最新パワーランキングを発表。シーディングゲームをリードするのは?【杉浦大介コラム vol.29】

今回のコラムでは、スクリメージ(練習試合)のパフォーマンスや各チームの近況を鑑みつつ、筆者独自のパワーランキングを作成した。登場するチームはシーディングゲームに出場する22チームで、ランキングは東西カンファレンス別。再開シーズンの観戦にお役立ていただければ幸いである。

【イースタン・カンファレンス】

1位:ミルウォーキー・バックス 練習試合ではヤニス・アデトクンボ、クリス・ミドルトン、ブルック・ロペスといった主力は、ひとまず順調に見えた。新型コロナ陽性で心配されたエリック・ブレッドソーもすでに合流。懸念材料はほとんど見当たらず、“ファイナル進出以外はすべて失敗”の戦いがもうすぐ始まる。 2位:トロント・ラプターズ シーズンを通して故障者に悩まされてきた昨季王者だが、中断期間のおかげでついにチーム全体が健康体に戻った。ベテランの多いロスターはうまくコンディションを整えてくるはず。“王者の心(The Heart of a Champion)”は見くびられるべきではなく、今季もやはりバックスにとって最大の脅威か。 3位:マイアミ・ヒート 仕事人的なタレントを数多く擁し、“東のダークホース”に推す声が多い。新型コロナ陽性のバム・アデバヨもシーズン再開には間に合い、今季はバックスに2戦2勝という相性の良さも不気味。評判の良いエリック・スポールストラHC、勝負強いジミー・バトラーに導かれ、プレイオフで旋風を起こすかもしれない。 4位:ボストン・セルティックス ペリメーターに多くの武器を持っており、ポール・ピアース、ケンドリック・パーキンスといったOBたちは「セルティックスこそがバックスの対抗馬」と強気だ。左ヒザを痛めていたケンバ・ウォーカーも練習試合では良い動きだった。ただ、サイズ不足という弱点が気にかかる。上位進出のために、オールスター後は絶好調だったジェイソン・テイタムの活躍は不可欠だろう。

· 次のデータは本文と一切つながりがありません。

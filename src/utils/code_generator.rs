//! Short id generation.
//!
//! Ids are built from operating-system entropy (`getrandom`) and mapped onto
//! the base62 alphabet one byte per character.

use crate::domain::IdGenerator;
use crate::domain::entities::ShortId;
use crate::error::GenerateError;

/// The 62 symbols ids are drawn from, in mapping order.
pub const ALPHABET: &[u8; 62] = b"0123456789abcdefghijklmnopqrstuvwxyzABCDEFGHIJKLMNOPQRSTUVWXYZ";

/// Random base62 id generator with a fixed output length.
///
/// Each random byte selects `ALPHABET[byte % 62]`. Since 256 is not a multiple
/// of 62, the first `256 % 62 = 8` symbols (`0`..`7`) are slightly more likely
/// than the rest.
#[derive(Debug, Clone)]
pub struct Base62Generator {
    length: usize,
}

impl Base62Generator {
    /// Creates a generator producing ids of `length` characters.
    ///
    /// `length` must be positive; configuration substitutes a default for
    /// non-positive values before this is called.
    pub fn new(length: usize) -> Self {
        debug_assert!(length > 0, "id length must be positive");
        Self { length }
    }
}

impl IdGenerator for Base62Generator {
    fn generate(&self) -> Result<ShortId, GenerateError> {
        let mut buffer = vec![0u8; self.length];

        getrandom::fill(&mut buffer)
            .map_err(|e| GenerateError::RandomnessUnavailable(e.to_string()))?;

        Ok(ShortId::new_unchecked(encode_base62(&buffer)))
    }
}

/// Maps every byte onto the alphabet with a modulo-62 reduction.
pub fn encode_base62(bytes: &[u8]) -> String {
    bytes
        .iter()
        .map(|b| char::from(ALPHABET[usize::from(*b) % ALPHABET.len()]))
        .collect()
}
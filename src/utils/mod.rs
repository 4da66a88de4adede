//! Utility functions for id generation and request validation.
//!
//! - [`code_generator`] - Random base62 short id generation
//! - [`url_validator`] - Original URL acceptance rules

pub mod code_generator;
pub mod url_validator;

懸念事項がないバックスと健康を取り戻したラプターズ。順調に勝ち進めばカンファレンス決勝で対峙する

5位:フィラデルフィア・76ers リーグ屈指のパワーハウスながら、今季はケミストリー不足ゆえに停滞していた。しかし、潜在能力と守備力の高さに疑問の余地はなく、その可能性を買う声は消えない。故障から回復したジョエル・エンビード、PFでの起用が話題になっているベン・シモンズが爆発すれば一気に怖い存在になる。 6位:インディアナ・ペイサーズ 今季オールスターにも出場したドマンタス・サボニスが、左足のケガで離脱したのは痛恨としか言い様がない。まだ復帰の可能性もあるというが、短期間でコンディションを戻せるか疑問符がつく。参加を迷ったビクター・オラディポの練習試合での出来は良かったが、浮上は厳しそうだ。 7位:オーランド・マジック 期待度は低いが、実は数多くのタレントを抱えているのがマジックだ。故障を患っていたジョナサン・アイザック、マーケル・フルツも復帰し、ニコラ・ブーチェビッチ、アーロン・ゴードン、エバン・フォー二エ、テレンス・ロスなど生きの良いメンバーが揃う。プレイオフ第1ラウンドの突破は難しいかもしれないが、ネッツを抜いて7位浮上は望めそうだ。 8位:ブルックリン・ネッツ カイリー・アービング、ケビン・デュラント、スペンサー・ディンウィディーを欠く陣容ではポストシーズンでの勝利は厳しく、なんとかプレイオフ圏内に残るのがやっとだろう。層が薄くなったメンバーの中で、注目はキャリス・ルバートの働き。25歳のルバートがスター候補らしいプレイを見せてくれれば、来季以降を睨むネッツにとっては大きな収穫となるはずだ。 9位:ワシントン・ウィザーズ 練習試合ではクリッパーズ、レイカーズと接戦を演じたが、結局は3連敗を喫した。ブラッドリー・ビール、ダービス・ベルターンズの不在もあって、得意のはずの3ポイントもこの3戦では成功率30%以下と不振。現状では全22チーム中最下位の実力と評価されても仕方あるまい。ただ、再開後、サンズ、ネッツと対戦する最初の2戦で勢いをつければ、まだプレイイン・トーナメント進出の希望はある。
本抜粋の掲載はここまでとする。